** Input data follows **

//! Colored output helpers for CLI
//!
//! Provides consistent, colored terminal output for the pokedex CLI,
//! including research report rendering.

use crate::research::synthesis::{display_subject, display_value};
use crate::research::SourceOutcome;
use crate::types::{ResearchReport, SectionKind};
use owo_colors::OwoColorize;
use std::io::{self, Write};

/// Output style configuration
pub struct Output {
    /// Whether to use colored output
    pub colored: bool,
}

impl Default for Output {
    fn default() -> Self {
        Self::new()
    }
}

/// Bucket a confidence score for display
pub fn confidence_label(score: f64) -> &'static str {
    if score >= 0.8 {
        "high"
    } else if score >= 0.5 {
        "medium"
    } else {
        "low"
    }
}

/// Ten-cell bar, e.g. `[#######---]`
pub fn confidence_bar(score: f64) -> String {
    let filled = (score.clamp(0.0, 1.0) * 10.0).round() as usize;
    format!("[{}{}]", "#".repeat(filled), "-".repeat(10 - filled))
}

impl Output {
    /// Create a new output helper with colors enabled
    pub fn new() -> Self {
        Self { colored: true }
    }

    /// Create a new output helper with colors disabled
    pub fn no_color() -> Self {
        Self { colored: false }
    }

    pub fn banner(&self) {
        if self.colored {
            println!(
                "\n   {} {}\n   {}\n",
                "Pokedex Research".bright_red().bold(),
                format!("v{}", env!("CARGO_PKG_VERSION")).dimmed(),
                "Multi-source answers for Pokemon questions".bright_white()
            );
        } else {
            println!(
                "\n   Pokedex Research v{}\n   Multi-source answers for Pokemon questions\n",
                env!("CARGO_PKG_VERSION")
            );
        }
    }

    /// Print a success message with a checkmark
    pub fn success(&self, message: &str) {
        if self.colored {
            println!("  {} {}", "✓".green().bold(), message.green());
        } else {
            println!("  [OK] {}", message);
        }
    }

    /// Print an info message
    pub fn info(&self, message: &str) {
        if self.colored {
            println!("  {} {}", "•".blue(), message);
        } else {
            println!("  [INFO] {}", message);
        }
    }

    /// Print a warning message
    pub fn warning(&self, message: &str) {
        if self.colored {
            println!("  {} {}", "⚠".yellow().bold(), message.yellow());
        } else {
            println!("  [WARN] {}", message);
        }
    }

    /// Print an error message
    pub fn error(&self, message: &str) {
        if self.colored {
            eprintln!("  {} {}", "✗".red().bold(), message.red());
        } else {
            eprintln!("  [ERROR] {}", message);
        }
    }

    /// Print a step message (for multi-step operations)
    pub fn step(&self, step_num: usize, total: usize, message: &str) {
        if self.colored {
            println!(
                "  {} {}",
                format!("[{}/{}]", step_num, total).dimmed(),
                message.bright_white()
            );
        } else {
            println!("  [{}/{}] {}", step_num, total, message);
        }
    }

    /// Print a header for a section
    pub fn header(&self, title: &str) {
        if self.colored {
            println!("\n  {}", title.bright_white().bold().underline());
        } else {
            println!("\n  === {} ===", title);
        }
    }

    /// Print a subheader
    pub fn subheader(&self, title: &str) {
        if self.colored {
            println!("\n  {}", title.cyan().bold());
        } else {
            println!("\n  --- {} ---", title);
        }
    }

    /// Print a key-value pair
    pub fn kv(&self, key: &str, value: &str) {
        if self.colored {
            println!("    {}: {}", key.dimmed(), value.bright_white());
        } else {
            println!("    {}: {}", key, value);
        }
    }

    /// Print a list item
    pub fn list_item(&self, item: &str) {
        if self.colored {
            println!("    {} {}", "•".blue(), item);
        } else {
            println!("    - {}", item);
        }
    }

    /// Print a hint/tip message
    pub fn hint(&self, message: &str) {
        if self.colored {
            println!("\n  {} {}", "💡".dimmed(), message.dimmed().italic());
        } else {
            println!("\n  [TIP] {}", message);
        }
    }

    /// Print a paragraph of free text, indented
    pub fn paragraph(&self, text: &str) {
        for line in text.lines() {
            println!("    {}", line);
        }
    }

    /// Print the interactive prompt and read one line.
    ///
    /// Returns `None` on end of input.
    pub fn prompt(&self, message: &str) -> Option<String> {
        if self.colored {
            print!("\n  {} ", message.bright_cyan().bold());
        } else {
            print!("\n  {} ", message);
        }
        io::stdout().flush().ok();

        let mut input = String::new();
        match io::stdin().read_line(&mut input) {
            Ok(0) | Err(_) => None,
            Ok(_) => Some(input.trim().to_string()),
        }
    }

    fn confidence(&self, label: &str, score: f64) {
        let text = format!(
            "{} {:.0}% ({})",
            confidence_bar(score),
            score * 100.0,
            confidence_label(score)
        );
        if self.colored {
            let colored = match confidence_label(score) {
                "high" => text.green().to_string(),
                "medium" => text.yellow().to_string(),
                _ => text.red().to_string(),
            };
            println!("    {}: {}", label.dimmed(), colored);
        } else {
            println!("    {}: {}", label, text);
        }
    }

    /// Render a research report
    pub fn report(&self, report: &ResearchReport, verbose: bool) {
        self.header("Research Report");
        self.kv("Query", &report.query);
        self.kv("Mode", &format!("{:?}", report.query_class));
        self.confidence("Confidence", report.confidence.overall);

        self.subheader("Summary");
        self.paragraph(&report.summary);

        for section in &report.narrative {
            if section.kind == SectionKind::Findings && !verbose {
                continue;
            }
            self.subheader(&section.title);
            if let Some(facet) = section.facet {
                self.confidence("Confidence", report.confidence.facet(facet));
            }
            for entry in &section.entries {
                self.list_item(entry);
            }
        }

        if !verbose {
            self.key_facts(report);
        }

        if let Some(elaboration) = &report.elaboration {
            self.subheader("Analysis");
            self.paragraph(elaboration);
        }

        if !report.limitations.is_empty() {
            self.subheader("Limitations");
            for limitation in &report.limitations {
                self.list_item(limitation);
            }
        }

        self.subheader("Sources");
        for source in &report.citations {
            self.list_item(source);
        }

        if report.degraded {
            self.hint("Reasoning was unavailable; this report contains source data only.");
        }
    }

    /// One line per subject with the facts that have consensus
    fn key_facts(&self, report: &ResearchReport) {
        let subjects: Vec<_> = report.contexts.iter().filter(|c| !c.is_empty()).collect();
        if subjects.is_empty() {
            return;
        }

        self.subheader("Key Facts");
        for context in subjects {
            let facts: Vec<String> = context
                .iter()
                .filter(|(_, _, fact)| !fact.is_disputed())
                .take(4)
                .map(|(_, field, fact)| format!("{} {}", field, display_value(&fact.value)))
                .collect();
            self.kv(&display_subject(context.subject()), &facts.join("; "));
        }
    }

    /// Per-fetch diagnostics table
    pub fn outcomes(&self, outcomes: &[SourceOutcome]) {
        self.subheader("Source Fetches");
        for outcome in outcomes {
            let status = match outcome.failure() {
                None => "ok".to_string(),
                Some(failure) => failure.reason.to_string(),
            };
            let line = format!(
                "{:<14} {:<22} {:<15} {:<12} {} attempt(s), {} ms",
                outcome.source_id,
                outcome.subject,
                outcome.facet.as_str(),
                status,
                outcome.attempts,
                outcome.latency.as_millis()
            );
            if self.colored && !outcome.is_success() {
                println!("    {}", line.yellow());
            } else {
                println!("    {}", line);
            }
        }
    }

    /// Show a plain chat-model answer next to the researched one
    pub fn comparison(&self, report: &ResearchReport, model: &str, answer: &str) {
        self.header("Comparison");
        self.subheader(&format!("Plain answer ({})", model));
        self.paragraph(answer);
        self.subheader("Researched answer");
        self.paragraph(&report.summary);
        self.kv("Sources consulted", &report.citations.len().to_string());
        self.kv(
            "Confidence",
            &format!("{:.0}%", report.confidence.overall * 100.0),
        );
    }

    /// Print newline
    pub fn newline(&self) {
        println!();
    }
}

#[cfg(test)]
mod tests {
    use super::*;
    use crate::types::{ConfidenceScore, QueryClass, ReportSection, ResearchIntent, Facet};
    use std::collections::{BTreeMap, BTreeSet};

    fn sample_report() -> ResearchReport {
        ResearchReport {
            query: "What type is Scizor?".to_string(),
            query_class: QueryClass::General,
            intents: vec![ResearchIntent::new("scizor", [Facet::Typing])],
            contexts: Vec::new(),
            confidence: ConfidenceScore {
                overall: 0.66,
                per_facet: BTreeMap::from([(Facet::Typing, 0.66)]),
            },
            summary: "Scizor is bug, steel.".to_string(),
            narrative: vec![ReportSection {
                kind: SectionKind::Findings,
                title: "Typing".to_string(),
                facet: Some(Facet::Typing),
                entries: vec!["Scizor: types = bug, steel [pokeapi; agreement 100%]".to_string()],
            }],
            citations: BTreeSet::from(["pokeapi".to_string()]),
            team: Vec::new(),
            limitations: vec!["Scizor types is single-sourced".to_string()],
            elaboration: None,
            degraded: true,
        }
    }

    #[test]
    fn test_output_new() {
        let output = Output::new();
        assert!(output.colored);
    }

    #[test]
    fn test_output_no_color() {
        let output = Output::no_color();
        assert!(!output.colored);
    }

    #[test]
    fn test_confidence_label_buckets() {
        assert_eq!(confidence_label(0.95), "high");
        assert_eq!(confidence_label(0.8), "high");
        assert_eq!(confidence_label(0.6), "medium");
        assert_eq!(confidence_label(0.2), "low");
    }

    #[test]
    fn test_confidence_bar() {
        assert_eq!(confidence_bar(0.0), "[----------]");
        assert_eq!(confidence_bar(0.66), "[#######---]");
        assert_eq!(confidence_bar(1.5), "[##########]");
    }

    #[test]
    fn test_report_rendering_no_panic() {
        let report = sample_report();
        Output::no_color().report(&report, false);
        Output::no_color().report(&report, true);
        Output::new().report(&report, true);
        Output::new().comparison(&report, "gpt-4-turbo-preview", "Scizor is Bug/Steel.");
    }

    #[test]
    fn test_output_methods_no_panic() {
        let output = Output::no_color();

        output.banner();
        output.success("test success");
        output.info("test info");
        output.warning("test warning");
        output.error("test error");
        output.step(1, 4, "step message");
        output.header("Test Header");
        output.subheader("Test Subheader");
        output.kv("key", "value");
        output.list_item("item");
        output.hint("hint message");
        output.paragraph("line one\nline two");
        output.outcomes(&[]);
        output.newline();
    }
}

** End of Input data **

#### Your goal:
The response must consist of the lines above, from the first one through the line containing "impl Default for", reproduced exactly.

#### The completed task:
//! Colored output helpers for CLI
//!
//! Provides consistent, colored terminal output for the pokedex CLI,
//! including research report rendering.

use crate::research::synthesis::{display_subject, display_value};
use crate::research::SourceOutcome;
use crate::types::{ResearchReport, SectionKind};
use owo_colors::OwoColorize;
use std::io::{self, Write};

/// Output style configuration
pub struct Output {
    /// Whether to use colored output
    pub colored: bool,
}

impl Default for Output {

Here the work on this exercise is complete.